*** Study material Section Begins ***
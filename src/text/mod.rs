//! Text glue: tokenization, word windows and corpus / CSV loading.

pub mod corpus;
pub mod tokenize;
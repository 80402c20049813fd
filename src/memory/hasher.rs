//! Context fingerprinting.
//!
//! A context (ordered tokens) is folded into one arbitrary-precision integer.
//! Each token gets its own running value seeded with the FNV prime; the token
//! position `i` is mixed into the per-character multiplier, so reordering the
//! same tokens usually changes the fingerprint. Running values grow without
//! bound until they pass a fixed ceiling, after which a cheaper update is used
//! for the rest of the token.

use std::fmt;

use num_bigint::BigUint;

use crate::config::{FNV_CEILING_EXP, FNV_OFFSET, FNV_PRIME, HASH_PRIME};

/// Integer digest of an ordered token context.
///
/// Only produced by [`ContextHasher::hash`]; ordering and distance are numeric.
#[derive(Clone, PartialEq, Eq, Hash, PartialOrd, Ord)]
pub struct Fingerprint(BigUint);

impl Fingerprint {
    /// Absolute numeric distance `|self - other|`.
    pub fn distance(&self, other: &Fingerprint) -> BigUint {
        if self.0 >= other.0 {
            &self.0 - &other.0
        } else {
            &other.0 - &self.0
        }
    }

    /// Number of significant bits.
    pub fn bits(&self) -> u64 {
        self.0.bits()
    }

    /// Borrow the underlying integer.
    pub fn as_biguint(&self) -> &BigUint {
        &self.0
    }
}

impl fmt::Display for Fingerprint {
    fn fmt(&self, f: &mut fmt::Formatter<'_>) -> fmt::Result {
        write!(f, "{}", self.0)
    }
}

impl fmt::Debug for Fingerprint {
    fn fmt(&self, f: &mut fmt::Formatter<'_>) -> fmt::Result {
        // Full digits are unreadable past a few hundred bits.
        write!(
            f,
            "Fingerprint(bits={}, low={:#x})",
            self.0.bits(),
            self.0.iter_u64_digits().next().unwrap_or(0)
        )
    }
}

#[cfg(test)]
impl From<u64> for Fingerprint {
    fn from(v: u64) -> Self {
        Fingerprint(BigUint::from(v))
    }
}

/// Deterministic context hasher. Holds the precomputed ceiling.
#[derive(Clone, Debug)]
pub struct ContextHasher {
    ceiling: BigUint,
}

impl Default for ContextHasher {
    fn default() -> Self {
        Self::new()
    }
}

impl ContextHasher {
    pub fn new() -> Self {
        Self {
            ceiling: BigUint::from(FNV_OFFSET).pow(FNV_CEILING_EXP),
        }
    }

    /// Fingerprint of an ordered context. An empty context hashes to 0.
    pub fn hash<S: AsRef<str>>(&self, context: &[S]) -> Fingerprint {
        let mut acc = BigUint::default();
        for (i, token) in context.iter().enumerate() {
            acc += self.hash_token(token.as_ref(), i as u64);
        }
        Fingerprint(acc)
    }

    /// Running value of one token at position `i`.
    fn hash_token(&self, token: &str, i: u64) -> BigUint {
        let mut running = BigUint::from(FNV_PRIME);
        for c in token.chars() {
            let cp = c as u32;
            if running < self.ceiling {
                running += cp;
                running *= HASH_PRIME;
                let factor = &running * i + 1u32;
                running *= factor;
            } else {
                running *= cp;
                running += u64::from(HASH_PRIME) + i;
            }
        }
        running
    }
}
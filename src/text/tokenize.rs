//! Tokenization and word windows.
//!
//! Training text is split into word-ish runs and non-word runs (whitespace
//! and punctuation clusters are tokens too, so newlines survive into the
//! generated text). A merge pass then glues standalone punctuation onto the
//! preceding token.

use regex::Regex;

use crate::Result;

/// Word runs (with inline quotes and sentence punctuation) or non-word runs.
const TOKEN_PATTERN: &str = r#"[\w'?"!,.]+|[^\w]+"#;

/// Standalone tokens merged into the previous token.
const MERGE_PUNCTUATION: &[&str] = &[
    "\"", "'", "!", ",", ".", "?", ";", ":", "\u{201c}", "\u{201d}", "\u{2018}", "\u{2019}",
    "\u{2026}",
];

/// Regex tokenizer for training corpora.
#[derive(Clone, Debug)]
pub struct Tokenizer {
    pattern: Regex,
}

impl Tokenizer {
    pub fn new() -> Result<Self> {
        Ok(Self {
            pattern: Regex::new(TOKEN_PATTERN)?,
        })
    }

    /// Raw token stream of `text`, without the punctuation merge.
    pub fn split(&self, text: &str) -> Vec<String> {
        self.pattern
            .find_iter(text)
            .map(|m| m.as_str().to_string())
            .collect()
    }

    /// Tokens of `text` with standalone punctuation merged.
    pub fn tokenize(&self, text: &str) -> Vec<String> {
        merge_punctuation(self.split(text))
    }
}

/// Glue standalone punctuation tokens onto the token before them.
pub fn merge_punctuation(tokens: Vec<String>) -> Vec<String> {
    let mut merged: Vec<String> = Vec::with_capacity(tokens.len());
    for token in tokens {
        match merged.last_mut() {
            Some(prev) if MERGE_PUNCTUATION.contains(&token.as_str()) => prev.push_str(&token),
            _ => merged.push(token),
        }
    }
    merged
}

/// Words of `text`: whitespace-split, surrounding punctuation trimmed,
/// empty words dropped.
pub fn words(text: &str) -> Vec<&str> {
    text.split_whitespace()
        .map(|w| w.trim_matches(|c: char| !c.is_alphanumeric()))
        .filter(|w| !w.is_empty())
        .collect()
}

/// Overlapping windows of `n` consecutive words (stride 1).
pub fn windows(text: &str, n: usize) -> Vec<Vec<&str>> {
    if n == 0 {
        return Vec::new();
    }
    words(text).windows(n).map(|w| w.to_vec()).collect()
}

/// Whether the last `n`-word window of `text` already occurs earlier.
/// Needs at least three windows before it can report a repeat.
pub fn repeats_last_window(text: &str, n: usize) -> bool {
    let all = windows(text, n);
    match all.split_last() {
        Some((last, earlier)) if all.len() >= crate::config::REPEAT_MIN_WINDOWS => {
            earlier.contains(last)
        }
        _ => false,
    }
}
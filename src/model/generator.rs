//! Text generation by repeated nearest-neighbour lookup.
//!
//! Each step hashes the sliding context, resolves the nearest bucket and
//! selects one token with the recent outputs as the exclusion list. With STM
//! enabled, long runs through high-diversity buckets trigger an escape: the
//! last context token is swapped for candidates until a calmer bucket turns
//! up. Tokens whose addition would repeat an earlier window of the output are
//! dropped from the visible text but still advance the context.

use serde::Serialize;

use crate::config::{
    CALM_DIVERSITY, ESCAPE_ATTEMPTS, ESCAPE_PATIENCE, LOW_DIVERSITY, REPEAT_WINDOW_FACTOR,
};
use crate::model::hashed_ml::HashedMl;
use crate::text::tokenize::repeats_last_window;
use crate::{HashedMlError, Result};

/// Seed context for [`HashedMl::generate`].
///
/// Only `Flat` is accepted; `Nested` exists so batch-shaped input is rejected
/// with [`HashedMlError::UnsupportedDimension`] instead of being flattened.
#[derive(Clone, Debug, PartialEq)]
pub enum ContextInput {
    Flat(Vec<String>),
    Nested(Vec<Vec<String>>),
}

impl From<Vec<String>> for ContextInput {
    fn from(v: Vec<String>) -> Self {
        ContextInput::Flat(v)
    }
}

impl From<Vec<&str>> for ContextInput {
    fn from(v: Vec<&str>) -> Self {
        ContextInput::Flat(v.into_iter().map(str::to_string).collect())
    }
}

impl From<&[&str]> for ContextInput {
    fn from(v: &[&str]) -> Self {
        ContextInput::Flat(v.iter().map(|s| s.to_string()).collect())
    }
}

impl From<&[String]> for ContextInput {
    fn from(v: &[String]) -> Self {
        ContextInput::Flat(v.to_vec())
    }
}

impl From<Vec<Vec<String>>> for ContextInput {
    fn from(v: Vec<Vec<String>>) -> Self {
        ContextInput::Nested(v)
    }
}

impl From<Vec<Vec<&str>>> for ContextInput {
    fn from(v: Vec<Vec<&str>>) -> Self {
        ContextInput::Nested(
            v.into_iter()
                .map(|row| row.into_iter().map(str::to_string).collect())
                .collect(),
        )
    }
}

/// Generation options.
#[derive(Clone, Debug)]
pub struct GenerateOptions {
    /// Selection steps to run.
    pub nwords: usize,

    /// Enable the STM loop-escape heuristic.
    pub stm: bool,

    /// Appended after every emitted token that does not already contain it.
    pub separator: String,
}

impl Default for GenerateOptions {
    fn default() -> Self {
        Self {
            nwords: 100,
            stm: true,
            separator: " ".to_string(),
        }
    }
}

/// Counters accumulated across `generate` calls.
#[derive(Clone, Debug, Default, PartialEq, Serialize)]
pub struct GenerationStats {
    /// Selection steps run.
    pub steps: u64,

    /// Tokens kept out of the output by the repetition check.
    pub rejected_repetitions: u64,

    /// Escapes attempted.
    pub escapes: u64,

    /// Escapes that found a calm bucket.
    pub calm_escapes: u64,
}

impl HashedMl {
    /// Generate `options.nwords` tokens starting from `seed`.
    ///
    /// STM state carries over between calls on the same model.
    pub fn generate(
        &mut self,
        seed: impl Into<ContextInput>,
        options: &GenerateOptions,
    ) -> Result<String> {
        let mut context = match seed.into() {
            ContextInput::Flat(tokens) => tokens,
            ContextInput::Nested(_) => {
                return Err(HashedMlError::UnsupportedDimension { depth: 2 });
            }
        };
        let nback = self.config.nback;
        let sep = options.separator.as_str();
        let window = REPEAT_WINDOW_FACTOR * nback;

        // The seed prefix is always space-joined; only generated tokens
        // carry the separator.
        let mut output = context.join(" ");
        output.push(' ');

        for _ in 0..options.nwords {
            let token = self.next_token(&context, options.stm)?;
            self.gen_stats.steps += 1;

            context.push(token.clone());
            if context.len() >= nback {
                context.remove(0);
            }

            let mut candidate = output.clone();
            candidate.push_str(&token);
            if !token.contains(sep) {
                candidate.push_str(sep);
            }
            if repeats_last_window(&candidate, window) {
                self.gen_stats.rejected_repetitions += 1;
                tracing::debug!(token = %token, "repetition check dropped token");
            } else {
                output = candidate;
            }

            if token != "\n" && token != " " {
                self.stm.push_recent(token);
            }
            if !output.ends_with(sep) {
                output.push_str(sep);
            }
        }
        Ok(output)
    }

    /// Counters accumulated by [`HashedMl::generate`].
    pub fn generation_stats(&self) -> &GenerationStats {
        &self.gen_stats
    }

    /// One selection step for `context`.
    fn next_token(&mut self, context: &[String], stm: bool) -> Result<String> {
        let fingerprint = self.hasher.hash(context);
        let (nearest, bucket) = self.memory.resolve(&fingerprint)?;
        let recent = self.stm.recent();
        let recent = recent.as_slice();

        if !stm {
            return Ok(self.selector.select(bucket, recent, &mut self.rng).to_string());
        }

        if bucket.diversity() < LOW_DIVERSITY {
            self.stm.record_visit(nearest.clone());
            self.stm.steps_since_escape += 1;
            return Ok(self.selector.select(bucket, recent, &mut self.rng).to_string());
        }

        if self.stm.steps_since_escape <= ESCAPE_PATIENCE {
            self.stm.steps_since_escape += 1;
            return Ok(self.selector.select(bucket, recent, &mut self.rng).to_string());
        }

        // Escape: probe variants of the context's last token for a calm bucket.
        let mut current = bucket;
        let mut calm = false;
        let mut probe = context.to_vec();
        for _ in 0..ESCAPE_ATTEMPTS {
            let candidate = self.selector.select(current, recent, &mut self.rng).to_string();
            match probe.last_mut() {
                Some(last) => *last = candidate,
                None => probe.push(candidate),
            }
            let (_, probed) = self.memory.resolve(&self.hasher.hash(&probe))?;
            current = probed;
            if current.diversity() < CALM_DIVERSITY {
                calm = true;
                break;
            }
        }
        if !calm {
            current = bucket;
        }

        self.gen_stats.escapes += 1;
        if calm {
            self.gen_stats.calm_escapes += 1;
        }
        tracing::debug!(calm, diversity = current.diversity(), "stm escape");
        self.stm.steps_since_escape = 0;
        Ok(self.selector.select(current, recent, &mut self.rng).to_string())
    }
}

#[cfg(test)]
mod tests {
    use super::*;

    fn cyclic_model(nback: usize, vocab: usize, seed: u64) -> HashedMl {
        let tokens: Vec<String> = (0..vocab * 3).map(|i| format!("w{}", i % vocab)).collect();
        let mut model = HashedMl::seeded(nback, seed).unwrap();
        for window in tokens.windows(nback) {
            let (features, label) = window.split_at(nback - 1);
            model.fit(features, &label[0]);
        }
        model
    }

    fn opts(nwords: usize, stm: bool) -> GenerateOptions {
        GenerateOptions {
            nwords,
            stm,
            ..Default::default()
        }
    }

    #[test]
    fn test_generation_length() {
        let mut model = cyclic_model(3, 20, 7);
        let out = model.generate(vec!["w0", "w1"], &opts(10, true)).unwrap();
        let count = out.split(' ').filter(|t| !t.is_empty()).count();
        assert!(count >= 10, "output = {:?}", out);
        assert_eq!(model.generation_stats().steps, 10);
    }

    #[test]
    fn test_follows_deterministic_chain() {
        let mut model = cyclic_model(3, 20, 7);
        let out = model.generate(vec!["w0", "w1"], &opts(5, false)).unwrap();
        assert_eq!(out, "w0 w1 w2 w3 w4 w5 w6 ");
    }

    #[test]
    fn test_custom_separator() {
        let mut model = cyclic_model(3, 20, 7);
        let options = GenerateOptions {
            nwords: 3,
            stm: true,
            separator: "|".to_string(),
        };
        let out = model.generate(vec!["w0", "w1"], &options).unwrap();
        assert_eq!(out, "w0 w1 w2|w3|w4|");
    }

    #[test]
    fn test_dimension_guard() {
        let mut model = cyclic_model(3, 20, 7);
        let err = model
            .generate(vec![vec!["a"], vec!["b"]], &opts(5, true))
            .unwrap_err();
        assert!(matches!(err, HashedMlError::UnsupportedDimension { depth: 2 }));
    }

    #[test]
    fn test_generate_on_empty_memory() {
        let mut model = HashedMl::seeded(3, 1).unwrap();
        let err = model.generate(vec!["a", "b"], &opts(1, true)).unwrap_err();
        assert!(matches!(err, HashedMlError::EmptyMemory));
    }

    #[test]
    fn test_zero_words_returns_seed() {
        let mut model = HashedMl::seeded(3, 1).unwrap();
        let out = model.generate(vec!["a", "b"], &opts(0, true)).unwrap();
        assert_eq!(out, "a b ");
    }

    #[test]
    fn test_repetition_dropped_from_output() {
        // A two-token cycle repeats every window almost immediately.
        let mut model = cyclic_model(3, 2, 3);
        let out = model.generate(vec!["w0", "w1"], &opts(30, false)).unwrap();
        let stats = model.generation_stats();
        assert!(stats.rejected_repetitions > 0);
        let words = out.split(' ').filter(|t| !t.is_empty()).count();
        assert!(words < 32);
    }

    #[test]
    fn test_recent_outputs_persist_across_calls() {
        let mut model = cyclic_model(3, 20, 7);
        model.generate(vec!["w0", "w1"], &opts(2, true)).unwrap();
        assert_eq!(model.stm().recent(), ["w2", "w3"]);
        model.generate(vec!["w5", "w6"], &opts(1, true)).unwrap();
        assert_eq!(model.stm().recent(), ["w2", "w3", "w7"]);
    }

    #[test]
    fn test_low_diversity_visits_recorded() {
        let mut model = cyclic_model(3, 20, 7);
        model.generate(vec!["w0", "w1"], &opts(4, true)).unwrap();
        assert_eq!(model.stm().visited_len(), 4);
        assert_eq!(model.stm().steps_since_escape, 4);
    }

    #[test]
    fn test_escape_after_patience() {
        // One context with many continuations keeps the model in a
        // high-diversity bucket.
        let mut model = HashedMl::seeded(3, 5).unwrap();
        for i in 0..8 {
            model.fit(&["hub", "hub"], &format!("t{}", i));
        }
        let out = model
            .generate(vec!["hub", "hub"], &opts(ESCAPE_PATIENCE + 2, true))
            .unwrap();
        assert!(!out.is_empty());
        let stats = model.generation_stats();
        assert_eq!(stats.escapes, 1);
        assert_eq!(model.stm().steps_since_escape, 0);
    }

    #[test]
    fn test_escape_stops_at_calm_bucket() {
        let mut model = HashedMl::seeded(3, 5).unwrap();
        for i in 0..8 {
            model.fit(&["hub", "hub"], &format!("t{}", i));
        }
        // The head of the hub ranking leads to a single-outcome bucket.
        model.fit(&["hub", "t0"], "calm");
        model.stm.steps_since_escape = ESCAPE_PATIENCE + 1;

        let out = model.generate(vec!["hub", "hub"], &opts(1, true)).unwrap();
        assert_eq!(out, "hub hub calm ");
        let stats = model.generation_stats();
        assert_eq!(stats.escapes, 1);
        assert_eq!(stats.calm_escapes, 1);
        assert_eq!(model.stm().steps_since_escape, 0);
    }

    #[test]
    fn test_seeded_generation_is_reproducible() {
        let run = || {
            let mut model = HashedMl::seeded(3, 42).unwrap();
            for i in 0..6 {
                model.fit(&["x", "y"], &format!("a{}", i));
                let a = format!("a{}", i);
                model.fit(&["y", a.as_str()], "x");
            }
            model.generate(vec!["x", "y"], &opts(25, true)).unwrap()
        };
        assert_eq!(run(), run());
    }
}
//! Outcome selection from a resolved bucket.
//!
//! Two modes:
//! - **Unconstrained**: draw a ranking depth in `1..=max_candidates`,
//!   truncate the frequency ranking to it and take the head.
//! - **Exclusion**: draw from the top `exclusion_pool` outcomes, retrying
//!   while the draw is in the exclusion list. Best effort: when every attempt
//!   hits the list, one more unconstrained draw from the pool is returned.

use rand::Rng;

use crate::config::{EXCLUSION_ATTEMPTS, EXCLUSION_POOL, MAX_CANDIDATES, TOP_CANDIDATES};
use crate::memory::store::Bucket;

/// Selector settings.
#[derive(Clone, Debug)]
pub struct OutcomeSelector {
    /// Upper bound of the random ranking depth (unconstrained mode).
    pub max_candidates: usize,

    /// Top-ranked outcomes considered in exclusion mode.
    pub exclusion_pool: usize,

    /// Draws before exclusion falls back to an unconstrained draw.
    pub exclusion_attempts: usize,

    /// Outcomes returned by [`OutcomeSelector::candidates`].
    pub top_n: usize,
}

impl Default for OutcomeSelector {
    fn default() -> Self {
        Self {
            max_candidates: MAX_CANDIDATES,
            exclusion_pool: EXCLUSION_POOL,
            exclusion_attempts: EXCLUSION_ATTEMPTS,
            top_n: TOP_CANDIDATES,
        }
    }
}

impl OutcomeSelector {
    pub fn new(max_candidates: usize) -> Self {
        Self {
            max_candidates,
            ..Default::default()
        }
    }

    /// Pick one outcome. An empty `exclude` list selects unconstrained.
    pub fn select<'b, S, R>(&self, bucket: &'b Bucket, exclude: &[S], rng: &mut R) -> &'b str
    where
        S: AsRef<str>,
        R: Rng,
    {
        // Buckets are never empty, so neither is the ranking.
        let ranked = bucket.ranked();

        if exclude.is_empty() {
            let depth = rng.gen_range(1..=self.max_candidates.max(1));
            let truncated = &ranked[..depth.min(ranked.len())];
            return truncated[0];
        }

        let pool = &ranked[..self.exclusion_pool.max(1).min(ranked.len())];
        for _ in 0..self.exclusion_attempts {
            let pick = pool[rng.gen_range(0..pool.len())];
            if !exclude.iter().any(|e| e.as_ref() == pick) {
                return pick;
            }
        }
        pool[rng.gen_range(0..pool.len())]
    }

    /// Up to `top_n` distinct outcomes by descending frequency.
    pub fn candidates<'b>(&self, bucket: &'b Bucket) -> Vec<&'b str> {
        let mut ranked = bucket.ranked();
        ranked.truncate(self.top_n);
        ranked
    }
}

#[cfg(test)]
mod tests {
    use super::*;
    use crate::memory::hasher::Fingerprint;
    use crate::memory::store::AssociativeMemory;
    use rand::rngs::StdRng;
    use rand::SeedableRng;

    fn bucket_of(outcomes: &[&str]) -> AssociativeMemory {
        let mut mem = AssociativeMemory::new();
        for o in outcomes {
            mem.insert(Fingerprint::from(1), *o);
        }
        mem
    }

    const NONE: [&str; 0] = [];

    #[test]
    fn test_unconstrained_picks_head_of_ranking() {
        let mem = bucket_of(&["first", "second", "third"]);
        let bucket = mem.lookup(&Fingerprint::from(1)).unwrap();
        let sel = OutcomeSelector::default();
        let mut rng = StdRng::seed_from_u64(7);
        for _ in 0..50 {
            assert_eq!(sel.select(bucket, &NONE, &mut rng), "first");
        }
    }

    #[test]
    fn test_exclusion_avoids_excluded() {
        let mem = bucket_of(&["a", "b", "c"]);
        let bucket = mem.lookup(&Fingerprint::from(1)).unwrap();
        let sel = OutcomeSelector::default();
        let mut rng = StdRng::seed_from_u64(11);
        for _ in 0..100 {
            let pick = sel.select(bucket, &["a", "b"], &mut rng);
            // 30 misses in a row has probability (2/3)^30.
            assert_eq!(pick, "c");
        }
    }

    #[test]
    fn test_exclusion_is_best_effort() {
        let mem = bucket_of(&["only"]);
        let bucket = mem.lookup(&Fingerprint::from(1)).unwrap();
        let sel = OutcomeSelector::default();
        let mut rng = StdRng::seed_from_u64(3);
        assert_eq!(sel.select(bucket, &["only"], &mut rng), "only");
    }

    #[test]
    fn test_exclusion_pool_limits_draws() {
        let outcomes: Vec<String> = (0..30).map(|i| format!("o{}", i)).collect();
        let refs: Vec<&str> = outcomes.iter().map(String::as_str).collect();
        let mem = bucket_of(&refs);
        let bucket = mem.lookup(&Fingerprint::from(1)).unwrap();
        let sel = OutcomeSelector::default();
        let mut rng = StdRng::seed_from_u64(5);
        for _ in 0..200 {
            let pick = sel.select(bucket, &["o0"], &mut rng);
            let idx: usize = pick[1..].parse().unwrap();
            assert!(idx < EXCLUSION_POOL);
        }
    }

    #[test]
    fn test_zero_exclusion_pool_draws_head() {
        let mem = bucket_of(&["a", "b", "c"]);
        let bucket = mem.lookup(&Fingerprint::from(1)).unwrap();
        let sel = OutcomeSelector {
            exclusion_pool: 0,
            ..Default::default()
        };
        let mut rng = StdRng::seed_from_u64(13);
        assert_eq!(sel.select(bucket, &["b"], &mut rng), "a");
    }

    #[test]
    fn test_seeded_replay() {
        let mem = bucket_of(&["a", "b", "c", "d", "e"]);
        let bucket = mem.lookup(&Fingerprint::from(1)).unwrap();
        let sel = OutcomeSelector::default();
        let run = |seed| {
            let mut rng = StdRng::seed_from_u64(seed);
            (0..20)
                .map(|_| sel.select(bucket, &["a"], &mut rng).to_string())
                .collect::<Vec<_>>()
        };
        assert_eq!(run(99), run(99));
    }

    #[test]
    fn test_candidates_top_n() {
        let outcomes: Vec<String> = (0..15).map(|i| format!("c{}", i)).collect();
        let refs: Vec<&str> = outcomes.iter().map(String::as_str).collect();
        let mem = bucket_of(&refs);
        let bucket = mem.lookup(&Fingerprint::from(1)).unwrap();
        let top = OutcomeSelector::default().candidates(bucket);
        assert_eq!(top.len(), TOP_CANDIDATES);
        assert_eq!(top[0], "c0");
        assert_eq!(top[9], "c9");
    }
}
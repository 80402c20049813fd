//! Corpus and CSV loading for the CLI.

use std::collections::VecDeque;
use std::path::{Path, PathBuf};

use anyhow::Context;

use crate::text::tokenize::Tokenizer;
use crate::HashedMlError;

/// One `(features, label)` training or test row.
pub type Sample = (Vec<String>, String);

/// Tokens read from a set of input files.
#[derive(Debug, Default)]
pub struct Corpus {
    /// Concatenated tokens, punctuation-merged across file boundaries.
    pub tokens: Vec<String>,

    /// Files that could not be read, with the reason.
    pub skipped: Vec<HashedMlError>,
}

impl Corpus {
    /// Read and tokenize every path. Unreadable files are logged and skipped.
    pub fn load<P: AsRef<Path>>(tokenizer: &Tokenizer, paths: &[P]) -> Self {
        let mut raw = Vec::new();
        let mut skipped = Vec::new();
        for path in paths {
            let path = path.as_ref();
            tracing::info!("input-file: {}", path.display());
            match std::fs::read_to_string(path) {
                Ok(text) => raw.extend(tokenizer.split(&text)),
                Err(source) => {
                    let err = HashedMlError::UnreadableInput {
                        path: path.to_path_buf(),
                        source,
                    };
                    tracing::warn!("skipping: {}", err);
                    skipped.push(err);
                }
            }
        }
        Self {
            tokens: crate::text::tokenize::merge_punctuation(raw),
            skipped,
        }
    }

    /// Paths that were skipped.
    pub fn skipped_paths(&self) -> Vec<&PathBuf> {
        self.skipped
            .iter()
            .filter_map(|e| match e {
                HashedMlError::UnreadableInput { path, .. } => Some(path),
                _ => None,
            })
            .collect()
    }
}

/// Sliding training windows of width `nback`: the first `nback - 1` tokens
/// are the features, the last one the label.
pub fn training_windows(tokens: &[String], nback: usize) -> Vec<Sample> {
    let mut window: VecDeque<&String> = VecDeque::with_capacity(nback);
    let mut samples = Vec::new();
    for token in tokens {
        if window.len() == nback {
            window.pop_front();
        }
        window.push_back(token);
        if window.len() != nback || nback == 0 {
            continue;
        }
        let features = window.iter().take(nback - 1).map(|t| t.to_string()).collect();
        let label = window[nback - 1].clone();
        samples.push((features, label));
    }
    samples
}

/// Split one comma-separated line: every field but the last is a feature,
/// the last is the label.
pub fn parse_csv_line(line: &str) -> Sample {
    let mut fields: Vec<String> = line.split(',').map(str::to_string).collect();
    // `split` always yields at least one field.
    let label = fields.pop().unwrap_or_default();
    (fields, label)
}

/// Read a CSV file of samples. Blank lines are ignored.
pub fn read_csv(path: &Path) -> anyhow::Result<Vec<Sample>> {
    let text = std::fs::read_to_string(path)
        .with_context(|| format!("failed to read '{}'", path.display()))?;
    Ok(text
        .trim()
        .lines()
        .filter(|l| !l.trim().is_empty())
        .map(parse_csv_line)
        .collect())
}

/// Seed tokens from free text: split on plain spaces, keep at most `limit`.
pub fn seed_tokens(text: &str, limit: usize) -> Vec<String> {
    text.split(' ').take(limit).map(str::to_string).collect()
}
*** Study material Section Ends ***
> **Work order**
In the records, find every line that has the string "returned" and copy it.

> **Final answer**
//!   hits the list, one more unconstrained draw from the pool is returned.
    /// Outcomes returned by [`OutcomeSelector::candidates`].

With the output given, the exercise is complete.